During the 13th century, King Alfonso the Wise produced the first illustrated history of Spain. The rare book showed that just as art may serve as magic, nature’s mirror or man’s mirth, it is also a priceless visual testament to the past. Seeing history in art fascinates Photographer Bradley Smith, who spent two years in Spain taking pictures of more than 235 art works, from the 20,000 B.C. cave paintings of Altamira to the present-day works of Miró and Picasso.

This colorful calendar of events is an approach that Smith, 56, first attempted with a book on Japan. To get the best possible photographs for his present work,* he mounted flimsy scaffolds in Moorish mosques, prowled the chill cellars of El Escorial, and nestled in the niches of the Prado. One of the most fascinating chapters of the book depicts the 800-year-long confrontation of Moor and Christian (see color pages), a conflict that forged the Spanish spirit, united a nation and changed Spain’s art forever.

Chain Mail & Battle-Axes. What the book proves in pictures is that, while in the clash of two peoples both may lose, in the clash of two cultures both may gain. When 12,000 Arab troops landed at Gibraltar in A.D. 711, the invaders brought along with their scimitars a civilization that was far in advance of anything found in Europe during the Dark Ages. With the conquering Moslem armies came algebra, advances in medicine, chess, astronomy, paper instead of papyrus. Compared with heavy Romanesque, their architecture seemed to defy gravity, lifting lacy ceilings that appeared to float like airy tents above thin columns of jasper and porphyry, while within each courtyard water splashed from fountains, turning their Islamic buildings into cool cases in stone.
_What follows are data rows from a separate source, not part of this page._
// Copyright (c) 2024-2025 The TezSign Foundation

//! Low-overhead health monitoring for the signing path
//!
//! The signing hot path records activity with two atomic stores and
//! nothing else: no locks, no allocation, no I/O. Budget checks run from
//! a background task.

use std::{
    sync::atomic::{AtomicI64, AtomicU64, AtomicUsize, Ordering},
    sync::Arc,
    time::{SystemTime, UNIX_EPOCH},
};

/// Service health tracker.
pub struct Monitor {
    /// Unix timestamp of the last successful sign.
    last_activity: AtomicI64,
    /// Total requests processed.
    request_count: AtomicU64,
    /// Live task gauge (see [Monitor::task_guard]).
    task_count: AtomicUsize,
    /// Max allowed live tasks; 0 means no limit.
    task_limit: usize,
}

fn unix_now() -> i64 {
    SystemTime::now()
        .duration_since(UNIX_EPOCH)
        .map(|d| d.as_secs() as i64)
        .unwrap_or(0)
}

impl Monitor {
    pub fn new(task_limit: usize) -> Arc<Self> {
        let m = Monitor {
            last_activity: AtomicI64::new(unix_now()),
            request_count: AtomicU64::new(0),
            task_count: AtomicUsize::new(0),
            task_limit,
        };
        Arc::new(m)
    }

    /// Record one completed signing operation. Hot path: two atomics.
    pub fn record_activity(&self) {
        self.last_activity.store(unix_now(), Ordering::Relaxed);
        self.request_count.fetch_add(1, Ordering::Relaxed);
    }

    pub fn last_activity(&self) -> i64 {
        self.last_activity.load(Ordering::Relaxed)
    }

    pub fn request_count(&self) -> u64 {
        self.request_count.load(Ordering::Relaxed)
    }

    pub fn seconds_since_activity(&self) -> i64 {
        unix_now() - self.last_activity.load(Ordering::Relaxed)
    }

    /// Count a live task for the duration of the returned guard.
    pub fn task_guard(self: &Arc<Self>) -> TaskGuard {
        self.task_count.fetch_add(1, Ordering::Relaxed);
        TaskGuard {
            monitor: self.clone(),
        }
    }

    pub fn task_count(&self) -> usize {
        self.task_count.load(Ordering::Relaxed)
    }

    /// Background check only, never on the signing path.
    pub fn is_healthy(&self) -> bool {
        self.task_limit == 0 || self.task_count.load(Ordering::Relaxed) <= self.task_limit
    }
}

/// RAII gauge decrement.
pub struct TaskGuard {
    monitor: Arc<Monitor>,
}

impl Drop for TaskGuard {
    fn drop(&mut self) {
        self.monitor.task_count.fetch_sub(1, Ordering::Relaxed);
    }
}

#[cfg(test)]
mod test {
    use super::*;

    #[test]
    fn records_activity() {
        let m = Monitor::new(0);
        let before = m.request_count();

        m.record_activity();
        m.record_activity();

        assert_eq!(m.request_count(), before + 2);
        assert!(m.seconds_since_activity() <= 1);
        assert!(m.last_activity() > 0);
    }

    #[test]
    fn task_budget() {
        let m = Monitor::new(2);
        assert!(m.is_healthy());

        let g1 = m.task_guard();
        let g2 = m.task_guard();
        assert!(m.is_healthy());

        let g3 = m.task_guard();
        assert_eq!(m.task_count(), 3);
        assert!(!m.is_healthy());

        drop(g3);
        assert!(m.is_healthy());
        drop((g1, g2));
        assert_eq!(m.task_count(), 0);
    }

    #[test]
    fn zero_limit_means_unbounded() {
        let m = Monitor::new(0);
        let _guards: Vec<_> = (0..100).map(|_| m.task_guard()).collect();
        assert!(m.is_healthy());
    }
}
Under the Omayyad caliphs, Moorish Spain became the strongest, richest nation in Europe. Shortly after the first millennium, the caliphate splintered into tiny Moorish principalities. In the era typified by El Cid, the soldier of fortune who served both Moslems and Christians, chivalry became a warring way of life for Christians. Spanish knights or caballeros, often owning nothing but horse and armor, served to oust the Moors. Monks wore chain mail and were led by bishops wielding battle-axes. The conflict, for Christians, took on the character of a holy crusade, but it was warfare often punctured by periods of peace. Both Moor and Christian often found it more convenient to be brothers than enemies, and fast friendships often developed.
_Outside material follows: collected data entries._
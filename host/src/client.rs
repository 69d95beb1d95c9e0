// Copyright (c) 2024-2025 The TezSign Foundation

//! Typed RPC calls over the broker

use tokio_util::sync::CancellationToken;

use tezsign_broker::Broker;
use tezsign_wire::rpc::{KeyStatus, LockState, Message, RemoteError, RpcError};

#[derive(Debug, thiserror::Error)]
pub enum ClientError {
    /// Failure reported by the gadget (carries a remote error code)
    #[error(transparent)]
    Remote(#[from] RemoteError),

    /// Transport-level failure
    #[error(transparent)]
    Broker(#[from] tezsign_broker::Error),

    /// Response did not decode
    #[error("bad response encoding: {0}")]
    Rpc(#[from] RpcError),

    /// Response decoded to the wrong message kind
    #[error("unexpected response message")]
    Unexpected,
}

async fn roundtrip(
    broker: &Broker,
    ct: &CancellationToken,
    req: Message,
) -> Result<Message, ClientError> {
    let (resp, _id) = broker.request(ct, &req.encode()).await?;
    match Message::decode(&resp)? {
        Message::Error { code, message } => Err(RemoteError { code, message }.into()),
        msg => Ok(msg),
    }
}

/// Sign `payload` with the key addressed by the 20-byte tz4 payload.
pub async fn req_sign(
    broker: &Broker,
    ct: &CancellationToken,
    address: [u8; 20],
    payload: &[u8],
) -> Result<[u8; 96], ClientError> {
    let req = Message::SignRequest {
        address,
        payload: payload.to_vec(),
    };
    match roundtrip(broker, ct, req).await? {
        Message::SignResponse { signature } => Ok(signature),
        _ => Err(ClientError::Unexpected),
    }
}

/// Fetch the status of every key on the gadget.
pub async fn req_status(
    broker: &Broker,
    ct: &CancellationToken,
) -> Result<Vec<KeyStatus>, ClientError> {
    match roundtrip(broker, ct, Message::StatusRequest).await? {
        Message::StatusResponse { keys } => Ok(keys),
        _ => Err(ClientError::Unexpected),
    }
}

/// Unlock a key with its passphrase.
pub async fn req_unlock(
    broker: &Broker,
    ct: &CancellationToken,
    address: [u8; 20],
    passphrase: &[u8],
) -> Result<LockState, ClientError> {
    let req = Message::UnlockRequest {
        address,
        passphrase: passphrase.to_vec(),
    };
    match roundtrip(broker, ct, req).await? {
        Message::UnlockResponse { lock_state } => Ok(lock_state),
        _ => Err(ClientError::Unexpected),
    }
}
// Copyright (c) 2024-2025 The TezSign Foundation

//! Keychain: per-key lock state and the monotonic watermark discipline
//!
//! Every sign request passes through one gate, in order:
//!
//! 1. the payload decodes as one of the three consensus kinds,
//! 2. the key is `UNLOCKED`,
//! 3. the `(level, round)` pair is strictly above the stored watermark
//!    for that kind (lexicographic),
//! 4. the new watermark is persisted *before* signing, so a crash between
//!    commit and signature costs one missed sign, never a double sign,
//! 5. the BLS signature is produced over the exact payload bytes.
//!
//! A failed watermark commit marks the key `CORRUPTED` for the rest of
//! the process lifetime; a corrupted key refuses to sign.

use std::{
    collections::HashMap,
    fs, io,
    path::{Path, PathBuf},
    sync::{Arc, Mutex},
};

use blst::min_pk::SecretKey;
use log::{error, warn};
use sha2::{Digest, Sha256};
use subtle::ConstantTimeEq;

use tezsign_wire::rpc::{KeyStatus, LockState, Watermark};

use crate::{
    bls,
    tenderbake::{self, SignKind},
};

/// Per-kind watermarks in [SignKind::index] order.
pub type Watermarks = [Watermark; 3];

/// Keychain failures, mapped onto the remote error codes by the gadget
/// handler.
#[derive(Clone, PartialEq, Debug, thiserror::Error)]
pub enum KeychainError {
    #[error("key not found")]
    KeyNotFound,

    #[error("key locked")]
    KeyLocked,

    #[error("stale level/round: {kind} ({level}, {round}) <= ({last_level}, {last_round})")]
    StaleWatermark {
        kind: SignKind,
        level: u32,
        round: u32,
        last_level: u32,
        last_round: u32,
    },

    #[error("key state corrupted")]
    Corrupted,

    #[error("bad sign payload: {0}")]
    BadPayload(#[from] tenderbake::DecodeError),
}

/// Watermark persistence collaborator. `store` must be atomic with
/// respect to crashes (write-rename or equivalent).
pub trait WatermarkStore: Send + Sync {
    fn load_all(&self) -> io::Result<HashMap<String, Watermarks>>;
    fn store(&self, alias: &str, watermarks: &Watermarks) -> io::Result<()>;
}

struct KeyEntry {
    address: [u8; bls::ADDRESS_LEN],
    public_key: [u8; bls::PUBLIC_KEY_LEN],
    secret: SecretKey,
    lock_state: LockState,
    /// SHA-256 of (salt || passphrase); None means no passphrase was set
    /// and the key cannot be unlocked over the wire once locked.
    pass_digest: Option<[u8; 32]>,
    pass_salt: [u8; 16],
    watermarks: Watermarks,
}

impl KeyEntry {
    fn status(&self) -> KeyStatus {
        KeyStatus {
            address: self.address,
            public_key: self.public_key,
            lock_state: self.lock_state,
            watermarks: self.watermarks,
        }
    }
}

/// In-memory key table keyed by tz4 address string.
///
/// The outer map is fixed after startup; each entry carries its own lock
/// so signs on one key serialise without ordering signs across keys.
pub struct Keychain {
    store: Arc<dyn WatermarkStore>,
    keys: Mutex<HashMap<String, Arc<Mutex<KeyEntry>>>>,
    /// Watermarks recovered from the store at startup, applied as keys
    /// are registered.
    recovered: Mutex<HashMap<String, Watermarks>>,
}

impl Keychain {
    /// Build a keychain over a watermark store, recovering persisted
    /// watermarks.
    pub fn new(store: Arc<dyn WatermarkStore>) -> io::Result<Self> {
        let recovered = store.load_all()?;
        Ok(Keychain {
            store,
            keys: Mutex::new(HashMap::new()),
            recovered: Mutex::new(recovered),
        })
    }

    /// Register a key. Returns its tz4 alias. A key with a passphrase
    /// digest starts `LOCKED`; one without starts `UNLOCKED`.
    pub fn add_key(
        &self,
        secret: SecretKey,
        pass_digest: Option<[u8; 32]>,
        pass_salt: [u8; 16],
    ) -> String {
        let public_key = bls::compressed_public_key(&secret);
        let address = bls::address(&public_key);
        let alias = bls::tz4_address(&public_key);

        let watermarks = self
            .recovered
            .lock()
            .unwrap()
            .remove(&alias)
            .unwrap_or_default();

        let lock_state = if pass_digest.is_some() {
            LockState::Locked
        } else {
            LockState::Unlocked
        };

        let entry = KeyEntry {
            address,
            public_key,
            secret,
            lock_state,
            pass_digest,
            pass_salt,
            watermarks,
        };
        self.keys
            .lock()
            .unwrap()
            .insert(alias.clone(), Arc::new(Mutex::new(entry)));
        alias
    }

    fn entry(&self, alias: &str) -> Result<Arc<Mutex<KeyEntry>>, KeychainError> {
        self.keys
            .lock()
            .unwrap()
            .get(alias)
            .cloned()
            .ok_or(KeychainError::KeyNotFound)
    }

    /// Look up a key by its 20-byte address payload.
    pub fn alias_for_address(&self, address: &[u8; bls::ADDRESS_LEN]) -> Option<String> {
        let keys = self.keys.lock().unwrap();
        keys.iter()
            .find(|(_, e)| &e.lock().unwrap().address == address)
            .map(|(alias, _)| alias.clone())
    }

    /// Sign a consensus payload under the watermark discipline.
    pub fn sign(&self, alias: &str, payload: &[u8]) -> Result<[u8; bls::SIGNATURE_LEN], KeychainError> {
        let info = tenderbake::decode_sign_payload(payload)?;

        let entry = self.entry(alias)?;
        let mut entry = entry.lock().unwrap();

        match entry.lock_state {
            LockState::Unlocked => {}
            LockState::Locked => return Err(KeychainError::KeyLocked),
            LockState::Corrupted => return Err(KeychainError::Corrupted),
        }

        let last = entry.watermarks[info.kind.index()];
        if (info.level, info.round) <= (last.level, last.round) {
            warn!(
                "stale watermark alias={} kind={} level={} round={} last_level={} last_round={}",
                alias, info.kind, info.level, info.round, last.level, last.round
            );
            return Err(KeychainError::StaleWatermark {
                kind: info.kind,
                level: info.level,
                round: info.round,
                last_level: last.level,
                last_round: last.round,
            });
        }

        // Commit before signing. A crash after this point skips one sign;
        // a crash before it changes nothing.
        entry.watermarks[info.kind.index()] = Watermark {
            level: info.level,
            round: info.round,
        };
        if let Err(err) = self.store.store(alias, &entry.watermarks) {
            error!("watermark store failed, marking key corrupted alias={alias} err={err}");
            entry.lock_state = LockState::Corrupted;
            return Err(KeychainError::Corrupted);
        }

        Ok(bls::sign(&entry.secret, payload))
    }

    /// Unlock a key with its passphrase. A wrong passphrase (or a key
    /// with no passphrase set) reports `KeyLocked`.
    pub fn unlock(&self, alias: &str, passphrase: &[u8]) -> Result<LockState, KeychainError> {
        let entry = self.entry(alias)?;
        let mut entry = entry.lock().unwrap();

        match entry.lock_state {
            LockState::Corrupted => return Err(KeychainError::Corrupted),
            LockState::Unlocked => return Ok(LockState::Unlocked),
            LockState::Locked => {}
        }

        let expected = entry.pass_digest.ok_or(KeychainError::KeyLocked)?;
        let mut h = Sha256::new();
        h.update(entry.pass_salt);
        h.update(passphrase);
        let digest: [u8; 32] = h.finalize().into();

        if bool::from(digest[..].ct_eq(&expected[..])) {
            entry.lock_state = LockState::Unlocked;
            Ok(LockState::Unlocked)
        } else {
            Err(KeychainError::KeyLocked)
        }
    }

    /// Explicitly lock a key.
    pub fn lock(&self, alias: &str) -> Result<(), KeychainError> {
        let entry = self.entry(alias)?;
        let mut entry = entry.lock().unwrap();
        if entry.lock_state == LockState::Unlocked {
            entry.lock_state = LockState::Locked;
        }
        Ok(())
    }

    /// Status snapshot for every registered key.
    pub fn status(&self) -> Vec<KeyStatus> {
        let keys = self.keys.lock().unwrap();
        let mut out: Vec<KeyStatus> = keys
            .values()
            .map(|e| e.lock().unwrap().status())
            .collect();
        out.sort_by(|a, b| a.address.cmp(&b.address));
        out
    }
}

/// One-file-per-key watermark store using write-rename for crash
/// atomicity. Record layout: 3 x (level u32 LE, round u32 LE).
pub struct FileStore {
    dir: PathBuf,
}

const RECORD_LEN: usize = 24;
const RECORD_EXT: &str = "wm";

impl FileStore {
    pub fn new(dir: impl Into<PathBuf>) -> io::Result<Self> {
        let dir = dir.into();
        fs::create_dir_all(&dir)?;
        Ok(FileStore { dir })
    }

    fn record_path(&self, alias: &str) -> PathBuf {
        self.dir.join(format!("{alias}.{RECORD_EXT}"))
    }

    fn decode_record(data: &[u8]) -> Option<Watermarks> {
        if data.len() != RECORD_LEN {
            return None;
        }
        let mut wm = Watermarks::default();
        for (i, slot) in wm.iter_mut().enumerate() {
            let off = i * 8;
            slot.level = u32::from_le_bytes(data[off..off + 4].try_into().unwrap());
            slot.round = u32::from_le_bytes(data[off + 4..off + 8].try_into().unwrap());
        }
        Some(wm)
    }

    fn encode_record(watermarks: &Watermarks) -> [u8; RECORD_LEN] {
        let mut out = [0u8; RECORD_LEN];
        for (i, slot) in watermarks.iter().enumerate() {
            let off = i * 8;
            out[off..off + 4].copy_from_slice(&slot.level.to_le_bytes());
            out[off + 4..off + 8].copy_from_slice(&slot.round.to_le_bytes());
        }
        out
    }
}

impl WatermarkStore for FileStore {
    fn load_all(&self) -> io::Result<HashMap<String, Watermarks>> {
        let mut out = HashMap::new();
        for dirent in fs::read_dir(&self.dir)? {
            let path = dirent?.path();
            if path.extension().and_then(|e| e.to_str()) != Some(RECORD_EXT) {
                continue;
            }
            let Some(alias) = path.file_stem().and_then(|s| s.to_str()) else {
                continue;
            };
            match fs::read(&path).map(|d| Self::decode_record(&d)) {
                Ok(Some(wm)) => {
                    out.insert(alias.to_string(), wm);
                }
                Ok(None) => warn!("malformed watermark record, ignoring path={path:?}"),
                Err(err) => return Err(err),
            }
        }
        Ok(out)
    }

    fn store(&self, alias: &str, watermarks: &Watermarks) -> io::Result<()> {
        let path = self.record_path(alias);
        let tmp = path.with_extension("wm.tmp");

        write_sync(&tmp, &Self::encode_record(watermarks))?;
        fs::rename(&tmp, &path)
    }
}

fn write_sync(path: &Path, data: &[u8]) -> io::Result<()> {
    use std::io::Write;
    let mut f = fs::File::create(path)?;
    f.write_all(data)?;
    f.sync_all()
}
The power struggle had little to do with the pleasures of life learned from the Moors. Bullfighting became a sport shared by all the populace, and even an elementary form of baseball emerged. The cult of courtly love crossed the Pyrenees, and was adopted by Moorish lords, who in song and painting boasted of their prowess, both as warriors and lovers. Mudéjar art, produced by Moslems living under Christian rule, flourished. So did medicine and many of Spain’s great universities date from this fruitful period. When in 1492, the year Columbus discovered the New World, the last Moors, as well as the Jews, were finally driven from Spain, they left behind as their legacy a new nation cross-fertilized by the cultures of three religions.

Haunting Harmonies. Today, some echoes of the past conflicts remain. In Fez, ancient Moorish families still jealously guard as heirlooms the keys to their former castles in Spain. And in Spain, it was only last week, in fact, that a high Spanish official paid a formal visit to the historic Jewish synagogue in Toledo, probably the first event of its kind since the expulsion of the Jews.
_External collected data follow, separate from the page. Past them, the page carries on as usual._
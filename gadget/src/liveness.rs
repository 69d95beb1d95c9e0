// Copyright (c) 2024-2025 The TezSign Foundation

//! Liveness sockets shared with the endpoint registrar
//!
//! Two unix sockets carry the gadget/registrar handshake:
//!
//! * `ready.sock`: served here. The registrar connects and keeps one
//!   connection open; an open socket *is* the liveness signal, no bytes
//!   are exchanged.
//! * `enabled.sock`: served by the registrar once the host side has
//!   attached. We dial it and block on the connection; losing it means
//!   the host is gone and the brokers must terminate.

use std::{
    io,
    os::unix::fs::PermissionsExt,
    path::{Path, PathBuf},
    time::Duration,
};

use log::{info, warn};
use tokio::io::AsyncReadExt;
use tokio::net::{UnixListener, UnixStream};
use tokio_util::sync::CancellationToken;

/// Hold `ready.sock` open while the process is healthy. The listener is
/// removed when the returned task is cancelled.
pub fn serve_ready_socket(path: PathBuf, ct: CancellationToken) -> io::Result<tokio::task::JoinHandle<()>> {
    let _ = std::fs::remove_file(&path); // stale socket from a crash
    let listener = UnixListener::bind(&path)?;
    // World-connectable is fine; presence is the only signal.
    let _ = std::fs::set_permissions(&path, std::fs::Permissions::from_mode(0o666));

    info!("ready socket listening path={path:?}");

    Ok(tokio::spawn(async move {
        loop {
            let conn = tokio::select! {
                conn = listener.accept() => conn,
                _ = ct.cancelled() => break,
            };

            match conn {
                Ok((stream, _)) => {
                    // Drain and discard until the registrar goes away.
                    tokio::spawn(hold_connection(stream));
                }
                Err(err) => {
                    warn!("ready socket accept err={err}");
                }
            }
        }
        let _ = std::fs::remove_file(&path);
    }))
}

async fn hold_connection(mut stream: UnixStream) {
    let mut buf = [0u8; 1];
    while let Ok(n) = stream.read(&mut buf).await {
        if n == 0 {
            return;
        }
    }
}

/// Wait until `enabled.sock` accepts a connection (the host attached).
pub async fn await_enabled(path: &Path, ct: &CancellationToken) -> Option<UnixStream> {
    loop {
        match UnixStream::connect(path).await {
            Ok(stream) => {
                info!("host enabled (connected) path={path:?}");
                return Some(stream);
            }
            Err(_) => {
                tokio::select! {
                    _ = tokio::time::sleep(Duration::from_millis(500)) => {}
                    _ = ct.cancelled() => return None,
                }
            }
        }
    }
}

/// Block until the enabled connection dies (the host detached) or the
/// token fires.
pub async fn watch_enabled(mut stream: UnixStream, ct: &CancellationToken) {
    let mut buf = [0u8; 16];
    loop {
        tokio::select! {
            res = stream.read(&mut buf) => match res {
                Ok(0) | Err(_) => {
                    warn!("lost enabled socket; host detached");
                    return;
                }
                Ok(_) => {} // discard
            },
            _ = ct.cancelled() => return,
        }
    }
}

#[cfg(test)]
mod test {
    use super::*;

    #[tokio::test]
    async fn ready_socket_accepts_and_survives_peers() {
        let dir = std::env::temp_dir().join(format!("tezsign-ready-{}", std::process::id()));
        let _ = std::fs::create_dir_all(&dir);
        let path = dir.join("ready.sock");

        let ct = CancellationToken::new();
        let task = serve_ready_socket(path.clone(), ct.clone()).unwrap();

        // Two registrar generations connect and drop.
        for _ in 0..2 {
            let conn = UnixStream::connect(&path).await.unwrap();
            drop(conn);
        }

        ct.cancel();
        let _ = task.await;
        assert!(!path.exists());
        let _ = std::fs::remove_dir_all(&dir);
    }

    #[tokio::test]
    async fn enabled_watch_detects_loss() {
        let dir = std::env::temp_dir().join(format!("tezsign-enabled-{}", std::process::id()));
        let _ = std::fs::create_dir_all(&dir);
        let path = dir.join("enabled.sock");
        let _ = std::fs::remove_file(&path);

        let listener = UnixListener::bind(&path).unwrap();
        let ct = CancellationToken::new();

        let accept = tokio::spawn(async move { listener.accept().await.unwrap().0 });
        let stream = await_enabled(&path, &ct).await.unwrap();
        let server_side = accept.await.unwrap();

        // Dropping the server side must wake the watcher promptly.
        let watch = tokio::spawn({
            let ct = ct.clone();
            async move { watch_enabled(stream, &ct).await }
        });
        drop(server_side);

        tokio::time::timeout(Duration::from_secs(2), watch)
            .await
            .expect("watcher did not notice loss")
            .unwrap();

        let _ = std::fs::remove_dir_all(&dir);
    }
}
But if wounds take centuries to heal, the hardy culture that grew from conflict has proved endlessly enriching. The taste for decorative, geometric art is still shown in Spain’s intricate metalwork and cabinetry. The turn-of-the-century architect, Antoni Gaudi, resorted in his unfinished Church of the Holy Family in Barcelona to restless linear rhythms that recall the Moorish Alhambra. Andalusian laments still recall an Arab origin, and even the haunting cries of flamenco suit a caliph better than a king.

* Spain: A History in Art by Bradley Smith. 296 pages. Simon & Schuster. $30 ($24.95 before Christmas).